“What’s wrong with her?”
I turned around and glanced at the child in the checkout line behind us. A preschooler pointed at my daughter as she asked her mom this question. I smiled at her, then made eye contact with the mother just in time to see her expression of horror and embarrassment. She shushed her daughter, grabbed her hand, and hastily moved to another line.
My daughter Macy, who was around six years old at the time and who has Down syndrome, waved to the little girl as she got tugged away. I bent down, held Macy’s sweet little face in my hands, looked through her red-rimmed glasses into her spectacular almond-shaped eyes, and said, “Nothing is wrong with you, my perfectly perfect girl!” Then I kissed her button nose and placed our items on the conveyor belt.
It wasn’t the first time a child had pointed to my daughter and asked a similar question, nor would it be the last. And honestly? I am never bothered by the questions coming from inquisitive children. What I find problematic is the reactions of their parents, who respond just as that mom did — communicating shame and fear as they shut down or ignore their child’s question about a person who is different from them, a person like my Macy.
The thing about all humans is, we are curious, which is terrific. And the thing about kids is that their curiosities are unfiltered, which can make things awkward but, in my opinion, wonderful. Their direct questions allow those of us with the honor of raising them opportunities for learning and growth. Each family’s daily interactions with others provide the ideal classroom to teach our children the vital work of using their power to embrace differences and make our world more inclusive.

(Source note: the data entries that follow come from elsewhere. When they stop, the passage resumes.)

//! Process-wide tracing setup.

use std::sync::Once;

use tracing_subscriber::EnvFilter;

static INIT: Once = Once::new();

/// Environment variable holding the log filter, e.g. `FICOSCAN_LOG=ficoscan=debug`.
pub const LOG_ENV: &str = "FICOSCAN_LOG";

/// Install the global subscriber. Logs go to stderr so stdout carries only
/// the report. Calling it more than once is harmless.
pub fn init_logging(json: bool) {
    INIT.call_once(|| {
        let filter = EnvFilter::try_from_env(LOG_ENV).unwrap_or_else(|_| EnvFilter::new("info"));
        let builder = tracing_subscriber::fmt()
            .with_env_filter(filter)
            .with_writer(std::io::stderr)
            .with_thread_names(true);
        let result = if json {
            builder.json().try_init()
        } else {
            builder.try_init()
        };
        if let Err(err) = result {
            eprintln!("logging already initialised: {err}");
        }
    });
}
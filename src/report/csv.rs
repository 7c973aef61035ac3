use std::io::Write;

use crate::report::{Report, ReportError, ReportRenderer};

pub struct CsvRenderer;

impl ReportRenderer for CsvRenderer {
    fn render(&self, report: &Report, out: &mut dyn Write) -> Result<(), ReportError> {
        let mut writer = csv::Writer::from_writer(out);
        for row in &report.rows {
            writer.serialize(row)?;
        }
        writer.flush()?;
        Ok(())
    }
}
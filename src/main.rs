use std::io::{IsTerminal, Write};
use std::sync::Arc;
use std::time::Instant;

use anyhow::Result;
use tracing::info;

use ficoscan::{cli, config, logging, pipeline, report, scanner, source, util};

fn main() -> Result<()> {
    let start = Instant::now();
    let cli_opts = cli::parse();
    logging::init_logging(cli_opts.log_json);

    let loaded = config::load_config(cli_opts.config_path.as_deref())?;
    let mut cfg = loaded.config;
    util::apply_cli_overrides(&mut cfg, &cli_opts)?;

    let total_len = source::input_len(&cli_opts.file)?;
    info!(
        "starting run_id={} input={} bytes={} workers={} timeout_ms={} config_hash={}",
        cfg.run_id,
        cli_opts.file.display(),
        total_len,
        cfg.workers,
        cfg.timeout_ms,
        loaded.config_hash
    );

    let matcher: Arc<dyn scanner::TokenMatcher> = Arc::from(scanner::build_token_matcher(&cfg)?);
    let outcome = pipeline::run_pipeline(&cfg, &cli_opts.file, total_len, matcher, start)?;

    let summary = &outcome.summary;
    info!(
        "file search completed in {:.0} ms: {}",
        summary.elapsed_ms,
        serde_json::to_string(summary)?
    );

    let report = report::Report::from_results(&outcome.results);
    let stdout = std::io::stdout();
    let renderer = report::build_renderer(
        util::format_from_cli(cli_opts.format),
        stdout.is_terminal(),
    );
    let mut out = stdout.lock();
    renderer.render(&report, &mut out)?;
    out.flush()?;

    Ok(())
}
/// A byte range assigned to one keyword worker.
///
/// `limit` is a soft cap: a worker keeps reading until it has consumed more
/// than `limit` bytes, so the token in progress is always completed.
#[derive(Debug, Clone, Copy, PartialEq, Eq)]
pub struct ScanChunk {
    pub id: u64,
    pub offset: u64,
    pub limit: u64,
}

/// Split `total_len` bytes into `workers` chunks.
///
/// Every chunk shares the same `limit` (`total_len / workers`). Consecutive
/// offsets are `limit + 1` apart; the extra byte is the separator a worker
/// discards while realigning to a word boundary. Trailing offsets may land
/// past the end of the file.
pub fn plan_chunks(total_len: u64, workers: usize) -> Vec<ScanChunk> {
    if workers == 0 {
        return Vec::new();
    }

    let limit = total_len / workers as u64;
    let stride = limit.saturating_add(1);
    let mut chunks = Vec::with_capacity(workers);
    let mut offset = 0u64;

    for id in 0..workers as u64 {
        chunks.push(ScanChunk { id, offset, limit });
        offset = offset.saturating_add(stride);
    }

    chunks
}
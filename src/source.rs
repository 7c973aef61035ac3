use std::fs::File;
use std::io::{BufRead, BufReader, Seek, SeekFrom};
use std::path::Path;

use thiserror::Error;

use crate::constants::WORD_SEPARATOR;

#[derive(Debug, Error)]
pub enum SourceError {
    #[error("failed to open {path}: {source}")]
    Open {
        path: String,
        source: std::io::Error,
    },
    #[error("failed to seek to offset {offset}: {source}")]
    Seek {
        offset: u64,
        source: std::io::Error,
    },
    #[error("end of file reached before a word boundary at offset {offset}")]
    AlignmentEof { offset: u64 },
    #[error("alignment read failed at offset {offset}: {source}")]
    Alignment {
        offset: u64,
        source: std::io::Error,
    },
    #[error("read failed after {bytes_read} bytes: {source}")]
    Read {
        bytes_read: u64,
        source: std::io::Error,
    },
}

/// Per-worker reader positioned inside the scanned file.
///
/// Each worker opens its own handle, so seek cursors are never shared.
pub struct ChunkReader {
    reader: BufReader<File>,
    offset: u64,
    bytes_read: u64,
}

impl ChunkReader {
    pub fn open(path: &Path, offset: u64) -> Result<Self, SourceError> {
        let mut file = File::open(path).map_err(|source| SourceError::Open {
            path: path.display().to_string(),
            source,
        })?;
        file.seek(SeekFrom::Start(offset))
            .map_err(|source| SourceError::Seek { offset, source })?;
        Ok(Self {
            reader: BufReader::new(file),
            offset,
            bytes_read: 0,
        })
    }

    /// Bytes consumed by `next_token` so far. Alignment bytes are not counted.
    pub fn bytes_read(&self) -> u64 {
        self.bytes_read
    }

    /// Skip the tail of a word cut by the chunk boundary.
    ///
    /// A no-op at offset 0. Otherwise consumes bytes up to and including the
    /// next separator; hitting EOF first is an error.
    pub fn align(&mut self) -> Result<u64, SourceError> {
        if self.offset == 0 {
            return Ok(0);
        }
        let mut skipped = Vec::new();
        let n = self
            .reader
            .read_until(WORD_SEPARATOR, &mut skipped)
            .map_err(|source| SourceError::Alignment {
                offset: self.offset,
                source,
            })?;
        if skipped.last() != Some(&WORD_SEPARATOR) {
            return Err(SourceError::AlignmentEof {
                offset: self.offset,
            });
        }
        Ok(n as u64)
    }

    /// Next separator-delimited token, separator included.
    ///
    /// The final token of the file may lack a separator. Returns `None` once
    /// the file is exhausted.
    pub fn next_token(&mut self) -> Result<Option<Vec<u8>>, SourceError> {
        let mut token = Vec::new();
        let n = self
            .reader
            .read_until(WORD_SEPARATOR, &mut token)
            .map_err(|source| SourceError::Read {
                bytes_read: self.bytes_read,
                source,
            })?;
        if n == 0 {
            return Ok(None);
        }
        self.bytes_read += n as u64;
        Ok(Some(token))
    }
}

/// Size of the input file in bytes.
///
/// Fails when the path is missing or is not a regular file; callers treat
/// this as fatal before any worker starts.
pub fn input_len(path: &Path) -> anyhow::Result<u64> {
    let metadata = std::fs::metadata(path)
        .map_err(|e| anyhow::anyhow!("cannot stat input {}: {e}", path.display()))?;
    if !metadata.is_file() {
        anyhow::bail!("input is not a regular file: {}", path.display());
    }
    Ok(metadata.len())
}
//! Register I/O capability interface
//!
//! The driver never touches hardware directly. All register traffic and
//! all timing goes through a caller-supplied capability set:
//!
//! - [`PhyIo`] is the trait every driver method consumes. Implement it
//!   directly over your MAC's MDIO controller for the idiomatic path.
//! - [`IoTable`]/[`TableIo`] is the function-slot form of the same
//!   contract, for integrators porting a BSP-style callback table. The
//!   mandatory subset is validated once, at construction.
//! - [`Unconnected`] is a transport that is not wired to anything;
//!   every access fails. It exists for tests and placeholder wiring.

use crate::error::{ConfigError, ConfigResult};

// =============================================================================
// Bus Fault
// =============================================================================

/// Transport-level failure token
///
/// Capability implementations return this when a bus transaction fails.
/// The driver maps it onto [`crate::error::IoError`] according to the
/// operation in flight.
#[derive(Debug, Clone, Copy, PartialEq, Eq)]
#[cfg_attr(feature = "defmt", derive(defmt::Format))]
pub struct BusFault;

// =============================================================================
// Capability Trait
// =============================================================================

/// Caller-supplied register I/O capabilities
///
/// `read`, `write` and `get_tick` are mandatory; the type system enforces
/// their presence. `init` and `deinit` are optional hooks with no-op
/// defaults, invoked once per bring-up/tear-down for clock and GPIO
/// preparation.
pub trait PhyIo {
    /// Prepare the transport (clocks, GPIO). Invoked once at the start
    /// of bring-up.
    fn init(&mut self) -> Result<(), BusFault> {
        Ok(())
    }

    /// Release transport resources. Invoked once during tear-down.
    fn deinit(&mut self) -> Result<(), BusFault> {
        Ok(())
    }

    /// Read a 16-bit management register at `phy_addr`/`reg`.
    fn read(&mut self, phy_addr: u8, reg: u8) -> Result<u16, BusFault>;

    /// Write a 16-bit management register at `phy_addr`/`reg`.
    fn write(&mut self, phy_addr: u8, reg: u8, value: u16) -> Result<(), BusFault>;

    /// Monotonic millisecond tick, wrapping at `u32::MAX`.
    ///
    /// Consumed by the bounded polls in the bring-up sequence. Elapsed
    /// time is computed with wrapping subtraction.
    fn get_tick(&mut self) -> u32;
}

// =============================================================================
// Function-Slot Capability Table
// =============================================================================

/// A capability table of plain function slots over a bus handle `T`
///
/// This mirrors the callback-table registration style of vendor BSPs.
/// The handle `T` carries whatever state the functions need (typically
/// the MAC peripheral), so no global hardware handle is involved.
///
/// Any slot may be left `None`; [`TableIo::new`] decides which absences
/// are fatal.
#[derive(Debug)]
pub struct IoTable<T> {
    /// Optional transport preparation hook
    pub init: Option<fn(&mut T) -> Result<(), BusFault>>,
    /// Optional transport release hook
    pub deinit: Option<fn(&mut T) -> Result<(), BusFault>>,
    /// Register read, mandatory
    pub read_reg: Option<fn(&mut T, u8, u8) -> Result<u16, BusFault>>,
    /// Register write, mandatory
    pub write_reg: Option<fn(&mut T, u8, u8, u16) -> Result<(), BusFault>>,
    /// Millisecond tick source, mandatory
    pub get_tick: Option<fn(&mut T) -> u32>,
}

impl<T> Default for IoTable<T> {
    fn default() -> Self {
        Self {
            init: None,
            deinit: None,
            read_reg: None,
            write_reg: None,
            get_tick: None,
        }
    }
}

/// A validated capability table bound to its bus handle
///
/// Construction is the registration step: it fails fast with the precise
/// [`ConfigError`] variant when a mandatory slot is absent, and has no
/// side effects beyond storing the table.
#[derive(Debug)]
pub struct TableIo<T> {
    handle: T,
    init: Option<fn(&mut T) -> Result<(), BusFault>>,
    deinit: Option<fn(&mut T) -> Result<(), BusFault>>,
    read_reg: fn(&mut T, u8, u8) -> Result<u16, BusFault>,
    write_reg: fn(&mut T, u8, u8, u16) -> Result<(), BusFault>,
    get_tick: fn(&mut T) -> u32,
}

impl<T> TableIo<T> {
    /// Validate `table` and bind it to `handle`.
    ///
    /// `read_reg`, `write_reg` and `get_tick` must be present;
    /// `init`/`deinit` may be absent.
    pub fn new(table: IoTable<T>, handle: T) -> ConfigResult<Self> {
        let read_reg = table.read_reg.ok_or(ConfigError::MissingReadFn)?;
        let write_reg = table.write_reg.ok_or(ConfigError::MissingWriteFn)?;
        let get_tick = table.get_tick.ok_or(ConfigError::MissingTickFn)?;

        Ok(Self {
            handle,
            init: table.init,
            deinit: table.deinit,
            read_reg,
            write_reg,
            get_tick,
        })
    }

    /// Borrow the bus handle
    pub fn handle(&self) -> &T {
        &self.handle
    }

    /// Mutably borrow the bus handle
    pub fn handle_mut(&mut self) -> &mut T {
        &mut self.handle
    }

    /// Consume the wrapper and return the bus handle
    pub fn into_handle(self) -> T {
        self.handle
    }
}

impl<T> PhyIo for TableIo<T> {
    fn init(&mut self) -> Result<(), BusFault> {
        match self.init {
            Some(f) => f(&mut self.handle),
            None => Ok(()),
        }
    }

    fn deinit(&mut self) -> Result<(), BusFault> {
        match self.deinit {
            Some(f) => f(&mut self.handle),
            None => Ok(()),
        }
    }

    fn read(&mut self, phy_addr: u8, reg: u8) -> Result<u16, BusFault> {
        (self.read_reg)(&mut self.handle, phy_addr, reg)
    }

    fn write(&mut self, phy_addr: u8, reg: u8, value: u16) -> Result<(), BusFault> {
        (self.write_reg)(&mut self.handle, phy_addr, reg, value)
    }

    fn get_tick(&mut self) -> u32 {
        (self.get_tick)(&mut self.handle)
    }
}

// =============================================================================
// Unconnected Transport
// =============================================================================

/// A transport that is not wired to any bus
///
/// Every register access fails with [`BusFault`] and the tick never
/// advances. Useful in tests and as placeholder wiring; not production
/// logic.
#[derive(Debug, Clone, Copy, Default)]
#[cfg_attr(feature = "defmt", derive(defmt::Format))]
pub struct Unconnected;

impl PhyIo for Unconnected {
    fn read(&mut self, _phy_addr: u8, _reg: u8) -> Result<u16, BusFault> {
        Err(BusFault)
    }

    fn write(&mut self, _phy_addr: u8, _reg: u8, _value: u16) -> Result<(), BusFault> {
        Err(BusFault)
    }

    fn get_tick(&mut self) -> u32 {
        0
    }
}

// =============================================================================
// Unit Tests
// =============================================================================
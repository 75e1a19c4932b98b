//! Error types for the DP83822 driver
//!
//! Errors are organized by domain for better diagnostics:
//! - [`ConfigError`]: capability registration and invalid requests
//! - [`AddressError`]: bus address discovery and identity verification
//! - [`IoError`]: register transport failures and poll timeouts
//!
//! The unified [`Error`] enum wraps all domain errors and is returned
//! by most driver methods. Link-down and autonegotiation-in-progress are
//! *not* errors; they are reported as [`crate::link::LinkState`] variants.

// =============================================================================
// Configuration Errors
// =============================================================================

/// Capability registration and configuration errors
///
/// These errors occur before any register traffic: an incomplete
/// capability table, a failing transport hook, or a request the chip has
/// no encoding for.
#[derive(Debug, Clone, Copy, PartialEq, Eq)]
#[cfg_attr(feature = "defmt", derive(defmt::Format))]
pub enum ConfigError {
    /// Read-register capability missing from the table
    MissingReadFn,
    /// Write-register capability missing from the table
    MissingWriteFn,
    /// Tick-source capability missing from the table
    MissingTickFn,
    /// Requested forced link mode has no register encoding
    UnsupportedLinkMode,
    /// Transport init/deinit hook reported a failure
    HookFailed,
    /// Reset pin could not be driven
    GpioFault,
}

impl core::fmt::Display for ConfigError {
    fn fmt(&self, f: &mut core::fmt::Formatter<'_>) -> core::fmt::Result {
        f.write_str(self.as_str())
    }
}

impl ConfigError {
    /// Returns a human-readable description of the error
    #[must_use]
    pub const fn as_str(&self) -> &'static str {
        match self {
            ConfigError::MissingReadFn => "read-register capability missing",
            ConfigError::MissingWriteFn => "write-register capability missing",
            ConfigError::MissingTickFn => "tick capability missing",
            ConfigError::UnsupportedLinkMode => "unsupported forced link mode",
            ConfigError::HookFailed => "transport hook failed",
            ConfigError::GpioFault => "reset pin fault",
        }
    }
}

// =============================================================================
// Address Errors
// =============================================================================

/// Bus address discovery errors
///
/// Raised during bring-up when the scan finds nothing, or when the
/// device that answered is not a DP83822.
#[derive(Debug, Clone, Copy, PartialEq, Eq)]
#[cfg_attr(feature = "defmt", derive(defmt::Format))]
pub enum AddressError {
    /// No address on the bus answered with a plausible identity
    NoDeviceFound,
    /// A device answered but its OUI bits do not match
    IdMismatch,
}

impl core::fmt::Display for AddressError {
    fn fmt(&self, f: &mut core::fmt::Formatter<'_>) -> core::fmt::Result {
        f.write_str(self.as_str())
    }
}

impl AddressError {
    /// Returns a human-readable description of the error
    #[must_use]
    pub const fn as_str(&self) -> &'static str {
        match self {
            AddressError::NoDeviceFound => "no device found on bus",
            AddressError::IdMismatch => "device identity mismatch",
        }
    }
}

// =============================================================================
// I/O Errors
// =============================================================================

/// Register transport errors
///
/// A `Read`/`Write` failure is surfaced immediately from discrete
/// register operations. `Timeout` comes from the bounded polls in the
/// bring-up sequence.
#[derive(Debug, Clone, Copy, PartialEq, Eq)]
#[cfg_attr(feature = "defmt", derive(defmt::Format))]
pub enum IoError {
    /// Register read failed on the management bus
    Read,
    /// Register write failed on the management bus
    Write,
    /// Polled condition did not become true within its deadline
    Timeout,
}

impl core::fmt::Display for IoError {
    fn fmt(&self, f: &mut core::fmt::Formatter<'_>) -> core::fmt::Result {
        f.write_str(self.as_str())
    }
}

impl IoError {
    /// Returns a human-readable description of the error
    #[must_use]
    pub const fn as_str(&self) -> &'static str {
        match self {
            IoError::Read => "register read failed",
            IoError::Write => "register write failed",
            IoError::Timeout => "poll timed out",
        }
    }
}

// =============================================================================
// Unified Error Type
// =============================================================================

/// This enum wraps all domain-specific errors for unified error handling.
///
/// Match on the inner domain error for specific handling:
/// ```ignore
/// match result {
///     Err(Error::Address(AddressError::NoDeviceFound)) => { /* ... */ }
///     Err(Error::Io(IoError::Timeout)) => { /* ... */ }
///     _ => {}
/// }
/// ```
#[derive(Debug, Clone, Copy, PartialEq, Eq)]
#[cfg_attr(feature = "defmt", derive(defmt::Format))]
pub enum Error {
    /// Configuration error
    Config(ConfigError),
    /// Address discovery error
    Address(AddressError),
    /// Register transport error
    Io(IoError),
    /// Status bits matched no known speed/duplex combination
    Decode,
}

impl core::fmt::Display for Error {
    fn fmt(&self, f: &mut core::fmt::Formatter<'_>) -> core::fmt::Result {
        match self {
            Error::Config(e) => write!(f, "config: {}", e.as_str()),
            Error::Address(e) => write!(f, "address: {}", e.as_str()),
            Error::Io(e) => write!(f, "io: {}", e.as_str()),
            Error::Decode => f.write_str("status decode error"),
        }
    }
}

// From impls for automatic conversion
impl From<ConfigError> for Error {
    fn from(e: ConfigError) -> Self {
        Error::Config(e)
    }
}

impl From<AddressError> for Error {
    fn from(e: AddressError) -> Self {
        Error::Address(e)
    }
}

impl From<IoError> for Error {
    fn from(e: IoError) -> Self {
        Error::Io(e)
    }
}

/// Result type alias for driver operations
pub type Result<T> = core::result::Result<T, Error>;

/// Result type alias for configuration operations
pub type ConfigResult<T> = core::result::Result<T, ConfigError>;

// =============================================================================
// Unit Tests
// =============================================================================
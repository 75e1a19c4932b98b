//! DP83822 Ethernet PHY Driver
//!
//! A `no_std`, no-alloc driver for the Texas Instruments DP83822 10/100
//! Ethernet PHY, managed over an MDIO-style bus.
//!
//! # Architecture
//!
//! The driver is transport-agnostic: all register access and timing is
//! delegated to a caller-supplied capability set.
//!
//! 1. **Capability layer** ([`io`]): the [`PhyIo`] trait plus a
//!    function-slot table form ([`IoTable`]/[`TableIo`]) for BSP-style
//!    integration
//! 2. **Driver layer** ([`driver`]): bus address discovery, identity
//!    verification, reset/negotiation sequencing, link control
//! 3. **Register map** ([`regs`]): the MII registers and bitfields the
//!    driver touches
//!
//! # Bring-up flow
//!
//! ```ignore
//! use dp83822_phy::{Dp83822, LinkState};
//!
//! // io: your PhyIo implementation over the MAC's MDIO controller
//! let mut phy = Dp83822::new(io);
//!
//! // Discovers the bus address, verifies identity, soft-resets and
//! // waits (bounded) for autonegotiation and link-up.
//! phy.initialize()?;
//!
//! match phy.link_state()? {
//!     LinkState::Up(status) => { /* program MAC speed/duplex */ }
//!     LinkState::AutoNegIncomplete => { /* poll again */ }
//!     LinkState::Down => { /* cable unplugged */ }
//! }
//! ```
//!
//! # Features
//!
//! - `defmt`: derive `defmt::Format` on public types for
//!   embedded-friendly logging
//!
//! # Concurrency
//!
//! Single-threaded, synchronous, blocking. The driver assumes exclusive
//! access to the device instance and the underlying bus; wrap it in your
//! platform's mutual exclusion if it must be shared.

#![no_std]
#![deny(missing_docs)]

// =============================================================================
// Modules
// =============================================================================

pub mod driver;
pub mod error;
pub mod io;
pub mod link;
pub mod regs;

// Test utilities (only available during testing)
#[cfg(test)]
pub(crate) mod test_utils;

// =============================================================================
// Re-exports
// =============================================================================

pub use driver::{Dp83822, Dp83822WithReset};
pub use error::{AddressError, ConfigError, ConfigResult, Error, IoError, Result};
pub use io::{BusFault, IoTable, PhyIo, TableIo, Unconnected};
pub use link::{Duplex, LinkState, LinkStatus, Speed};
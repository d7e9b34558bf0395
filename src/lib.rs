pub mod api;
pub mod bridge;
pub mod chart;
pub mod config;
pub mod error;
pub mod framing;
pub mod ingest;
pub mod logging;
pub mod notify;
pub mod reading;
pub mod retry;
pub mod storage;
pub mod transport;
use std::path::PathBuf;
use std::sync::Arc;

use anyhow::{Context, Result};
use sensorlink::api::{self, AppState};
use sensorlink::bridge::Bridge;
use sensorlink::chart::{PngChartRenderer, RenderPipeline};
use sensorlink::config::{Config, RunMode};
use sensorlink::framing::FrameDecoder;
use sensorlink::ingest::{Gateway, HttpIngestClient, Ingest};
use sensorlink::logging::{error, info, obj, v_str, Domain};
use sensorlink::notify::{BrowserOpener, NoopNotifier, Notifier};
use sensorlink::storage::{ReadingStore, SqliteStore};
use sensorlink::transport::TransportTarget;
use serde_json::json;
use tokio::net::TcpListener;
use tokio::sync::watch;

/// Resolves once the shutdown flag flips (or its sender is gone).
fn shutdown_signal(mut rx: watch::Receiver<bool>) -> impl std::future::Future<Output = ()> + Send + 'static {
    async move {
        let _ = rx.wait_for(|stop| *stop).await;
    }
}

#[tokio::main]
async fn main() -> Result<()> {
    let cfg = Config::from_env();
    info(
        Domain::System,
        "startup",
        obj(&[
            ("mode", v_str(&format!("{:?}", cfg.mode).to_lowercase())),
            ("transport", v_str(&cfg.transport)),
            ("device_addr", v_str(&cfg.device_addr)),
            ("bind_addr", v_str(&cfg.bind_addr)),
            ("framing", v_str(&format!("{:?}", cfg.framing).to_lowercase())),
            ("ingest_retries", json!(cfg.ingest_retries)),
        ]),
    );

    let (shutdown_tx, shutdown_rx) = watch::channel(false);
    let mut tasks = tokio::task::JoinSet::new();

    let store: Option<Arc<dyn ReadingStore>> = match cfg.mode {
        RunMode::All | RunMode::Api => {
            let store = SqliteStore::open(&cfg.sqlite_path, cfg.store_timeout())
                .with_context(|| format!("opening store at {}", cfg.sqlite_path))?;
            info(Domain::Store, "opened", obj(&[("path", v_str(&cfg.sqlite_path))]));
            let store: Arc<dyn ReadingStore> = Arc::new(store);
            Some(store)
        }
        RunMode::Bridge => None,
    };

    if let (true, Some(store)) = (cfg.mode.serves_api(), store.clone()) {
        let state = AppState {
            gateway: Arc::new(Gateway::new(store.clone())),
            charts: Arc::new(RenderPipeline::new(store, Arc::new(PngChartRenderer), cfg.chart_spec())),
            static_dir: PathBuf::from(&cfg.static_dir),
        };
        let listener = TcpListener::bind(&cfg.bind_addr)
            .await
            .with_context(|| format!("binding {}", cfg.bind_addr))?;
        let shutdown = shutdown_signal(shutdown_rx.clone());
        tasks.spawn(async move {
            if let Err(err) = api::serve(listener, state, shutdown).await {
                error(Domain::Http, "server_failed", obj(&[("error", v_str(&err.to_string()))]));
            }
        });
    }

    if cfg.mode.runs_bridge() {
        let ingest: Arc<dyn Ingest> = match &store {
            Some(store) => Arc::new(Gateway::new(store.clone())),
            None => Arc::new(HttpIngestClient::new(&cfg.api_url, cfg.http_timeout())?),
        };
        let notifier: Arc<dyn Notifier> = if cfg.open_viz {
            Arc::new(BrowserOpener::new(cfg.viz_url.clone()))
        } else {
            Arc::new(NoopNotifier)
        };
        let target: TransportTarget = cfg.transport.parse()?;
        let bridge = Bridge::new(
            FrameDecoder::new(cfg.framing, cfg.max_frame_bytes),
            ingest,
            notifier,
            cfg.retry(),
        )
        .with_read_chunk(cfg.read_chunk_bytes);
        let shutdown = shutdown_signal(shutdown_rx.clone());
        let standalone = cfg.mode == RunMode::Bridge;
        let done_tx = shutdown_tx.clone();
        tasks.spawn(async move {
            let report = bridge.connect_and_run(&target, shutdown).await;
            info(
                Domain::System,
                "bridge_closed",
                obj(&[
                    ("session_id", v_str(&report.session_id)),
                    ("close_reason", v_str(report.close_reason.as_str())),
                    ("notified", json!(report.notified)),
                ]),
            );
            // No reconnect: a bridge-only process is done once its session is.
            if standalone {
                let _ = done_tx.send(true);
            }
        });
    }

    tokio::select! {
        res = tokio::signal::ctrl_c() => {
            if let Err(err) = res {
                error(Domain::System, "signal_failed", obj(&[("error", v_str(&err.to_string()))]));
            }
            info(Domain::System, "shutdown_requested", obj(&[]));
        }
        _ = shutdown_signal(shutdown_rx.clone()) => {}
    }
    let _ = shutdown_tx.send(true);

    while let Some(joined) = tasks.join_next().await {
        if let Err(err) = joined {
            error(Domain::System, "task_failed", obj(&[("error", v_str(&err.to_string()))]));
        }
    }
    info(Domain::System, "exit", obj(&[]));
    Ok(())
}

As an advocate for inclusion and a Shouter of Worth for those who find themselves excluded, I believe that laying a foundation of inclusion starts at home. If you share the desire to live in a kinder world that welcomes differences, here are five ways to make inclusion a priority in your family:
Teach your children that Different is good:
I think it’s safe to say that, at some point in our lives, all of us have felt different in some way — and that feeling was uncomfortable and perhaps painful. But suppose we teach our kids to see differences as something they should notice, embrace, and celebrate? In that case, we shift the narrative and transform the negativity attached to those differences into something positive.
Expose your children to different kinds of people:
Look at the books on your bookshelves, the toys your children play with, and the shows and videos they are watching. Do these things represent people whose ethnicity differs from your own? What about people with a disability? Those who think and act differently? Or people who live in different parts of the world? Consistently exposing our children to people who are different from them broadens their understanding of the variety inherent in the world they inhabit and paves the way for an inclusive outlook.
I love how curious and uninhibited kids are. When our children ask questions about a person who is different or unfamiliar, it may feel uncomfortable at the moment, but let’s choose to view it as an opportunity for learning, growth, and understanding, a window for discovering how to know and love others just as they are. So don’t be afraid to say, “I don’t know, but let’s find out.”
Differentiate between fear of the unknown and discomfort with a particular person or characteristic:
It is our human nature to fear the unknown. But we can dismantle some of it by recognizing and accepting our differences even as we notice what we have in common. So, for example, let’s teach our children that while something unfamiliar may leave them feeling unsettled, it’s not a reason to fear or withdraw from the person.
Be a listener and a learner, and teach your kids to be the same:
When we meet someone different, we must do so with an openness to listen and learn. This posture shows that you genuinely care about the person and are interested in their life. A stance of being a listener and learner is key to building a more inclusive world.
By incorporating these five perspectives into our parenting, we not only teach our children that it’s safe to ask us questions, but we also help them create a world in which every person feels valued and included.